— Problem to work on —
Every line of the material below in which "static" shows up is to be located and copied.

—————

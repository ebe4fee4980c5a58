use std::collections::HashMap;

use serde::{Deserialize, Serialize};

use crate::api::models::{Album, File, FileId};

pub const DEFAULT_PAGE_LIMIT: u32 = 30;

/// Which slice of the full file set is loaded
#[derive(Debug, Clone, Copy, PartialEq, Eq, Serialize, Deserialize)]
#[serde(rename_all = "camelCase")]
pub struct Pagination {
    pub page: u32,
    pub limit: u32,
    pub total_files: u64,
}

/// The file listing held by a `FilesStore`.
///
/// Fields are only writable through [`FileListState::apply`]; everything else
/// reads through the accessors and getters below.
#[derive(Debug, Clone, PartialEq, Serialize, Deserialize)]
#[serde(rename_all = "camelCase")]
pub struct FileListState {
    pub(super) files: Vec<File>,
    pub(super) is_loading: bool,
    pub(super) pagination: Pagination,
    pub(super) name: Option<String>,
    pub(super) download_enabled: bool,
    /// Albums per file, only for files whose albums were looked up
    pub(super) files_albums: HashMap<FileId, Vec<Album>>,
}

impl Default for FileListState {
    fn default() -> Self {
        Self::new(DEFAULT_PAGE_LIMIT)
    }
}

impl FileListState {
    /// A limit of 0 is raised to 1.
    pub fn new(limit: u32) -> Self {
        let limit = limit.max(1);

        Self {
            files: Vec::new(),
            is_loading: false,
            pagination: Pagination {
                page: 1,
                limit,
                total_files: 0,
            },
            name: None,
            download_enabled: false,
            files_albums: HashMap::new(),
        }
    }

    pub fn files(&self) -> &[File] {
        &self.files
    }

    pub fn is_loading(&self) -> bool {
        self.is_loading
    }

    pub fn pagination(&self) -> &Pagination {
        &self.pagination
    }

    pub fn download_enabled(&self) -> bool {
        self.download_enabled
    }

    pub fn files_albums(&self) -> &HashMap<FileId, Vec<Album>> {
        &self.files_albums
    }

    /// Albums loaded for `file_id`, `None` if they were never looked up.
    pub fn albums_for(&self, file_id: FileId) -> Option<&[Album]> {
        self.files_albums.get(&file_id).map(Vec::as_slice)
    }

    // ========================================================================
    // Getters
    // ========================================================================

    pub fn total_files(&self) -> u64 {
        self.pagination.total_files
    }

    pub fn fetched_count(&self) -> usize {
        self.files.len()
    }

    pub fn should_paginate(&self) -> bool {
        self.pagination.total_files > u64::from(self.pagination.limit)
    }

    pub fn limit(&self) -> u32 {
        self.pagination.limit
    }

    pub fn name(&self) -> Option<&str> {
        self.name.as_deref()
    }
}
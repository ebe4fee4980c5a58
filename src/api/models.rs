use serde::{Deserialize, Deserializer, Serialize};
use serde_json::{Map, Value};

pub type FileId = u64;
pub type AlbumId = u64;

/// An uploaded file as reported by the API.
/// Only `id` is interpreted; every other field is carried through untouched.
#[derive(Debug, Clone, PartialEq, Serialize, Deserialize)]
pub struct File {
    pub id: FileId,
    #[serde(flatten)]
    pub extra: Map<String, Value>,
}

impl File {
    pub fn new(id: FileId) -> Self {
        Self {
            id,
            extra: Map::new(),
        }
    }
}

/// An album a file can belong to.
#[derive(Debug, Clone, PartialEq, Serialize, Deserialize)]
pub struct Album {
    pub id: AlbumId,
    #[serde(default)]
    pub name: Option<String>,
    #[serde(flatten)]
    pub extra: Map<String, Value>,
}

impl Album {
    pub fn new(id: AlbumId, name: impl Into<String>) -> Self {
        Self {
            id,
            name: Some(name.into()),
            extra: Map::new(),
        }
    }
}

/// One page of a file listing (`GET files`, `GET album/{id}/full`)
#[derive(Debug, Clone, Default, PartialEq, Serialize, Deserialize)]
pub struct FilesPage {
    #[serde(default, deserialize_with = "null_as_default")]
    pub files: Vec<File>,
    #[serde(default)]
    pub name: Option<String>,
    #[serde(default, deserialize_with = "null_as_default")]
    pub count: u64,
}

/// Albums containing a file (`GET file/{id}/albums`)
#[derive(Debug, Clone, Default, PartialEq, Serialize, Deserialize)]
pub struct FileAlbums {
    #[serde(default, deserialize_with = "null_as_default")]
    pub albums: Vec<Album>,
}

/// Request body shared by the add/remove album association endpoints.
#[derive(Debug, Clone, Copy, PartialEq, Eq, Serialize, Deserialize)]
#[serde(rename_all = "camelCase")]
pub struct AlbumLink {
    pub file_id: FileId,
    pub album_id: AlbumId,
}

#[derive(Debug, Clone, Default, PartialEq, Serialize, Deserialize)]
pub struct AddToAlbumResponse {
    #[serde(default, deserialize_with = "null_as_default")]
    pub data: AddedAlbum,
}

#[derive(Debug, Clone, Default, PartialEq, Serialize, Deserialize)]
pub struct AddedAlbum {
    #[serde(default)]
    pub album: Option<Album>,
}

/// Query parameters for paginated listings
#[derive(Debug, Clone, Copy, PartialEq, Eq, Serialize, Deserialize)]
pub struct PageQuery {
    pub limit: u32,
    pub page: u32,
}

/// Treats an explicit `null` the same as a missing field.
fn null_as_default<'de, T, D>(deserializer: D) -> Result<T, D::Error>
where
    T: Default + Deserialize<'de>,
    D: Deserializer<'de>,
{
    Ok(Option::deserialize(deserializer)?.unwrap_or_default())
}
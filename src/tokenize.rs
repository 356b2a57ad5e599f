//! Sentence tokenizer producing index lookup keys.
//!
//! Deliberately naive: punctuation runs become spaces, a small fixed list of
//! English function words is removed case-sensitively, and the remaining
//! fields are lowercased. Stopword matches consume their surrounding spaces,
//! so in a run of adjacent stopwords every other one survives.

use std::sync::LazyLock;

use regex::Regex;

/// Function words dropped from sentences before lookup. Matched case-sensitively.
pub const STOPWORDS: &[&str] = &[
    "I", "a", "an", "as", "at", "by", "he", "she", "his", "hers", "it", "its", "me", "or", "thou",
    "us", "who",
];

// `_` is a word character: collocations such as `hot_dog` stay one token.
static NON_WORD: LazyLock<Regex> = LazyLock::new(|| Regex::new(r"[^0-9A-Za-z_]+").unwrap());

static STOPWORD: LazyLock<Regex> = LazyLock::new(|| {
    Regex::new(&format!(r"\s+(?:{})\s", STOPWORDS.join("|"))).unwrap()
});

/// Split `sentence` into lowercase lookup keys, in sentence order.
///
/// Repeated words are kept. Input with no word characters yields an empty list.
pub fn tokenize(sentence: &str) -> Vec<String> {
    let words_only = NON_WORD.replace_all(sentence, " ");
    let padded = format!(" {words_only} ");
    let without_stopwords = STOPWORD.replace_all(&padded, " ");
    without_stopwords
        .split_whitespace()
        .map(str::to_lowercase)
        .collect()
}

—————

— Answer to this task —
static NON_WORD: LazyLock<Regex> = LazyLock::new(|| Regex::new(r"[^0-9A-Za-z_]+").unwrap());
static STOPWORD: LazyLock<Regex> = LazyLock::new(|| {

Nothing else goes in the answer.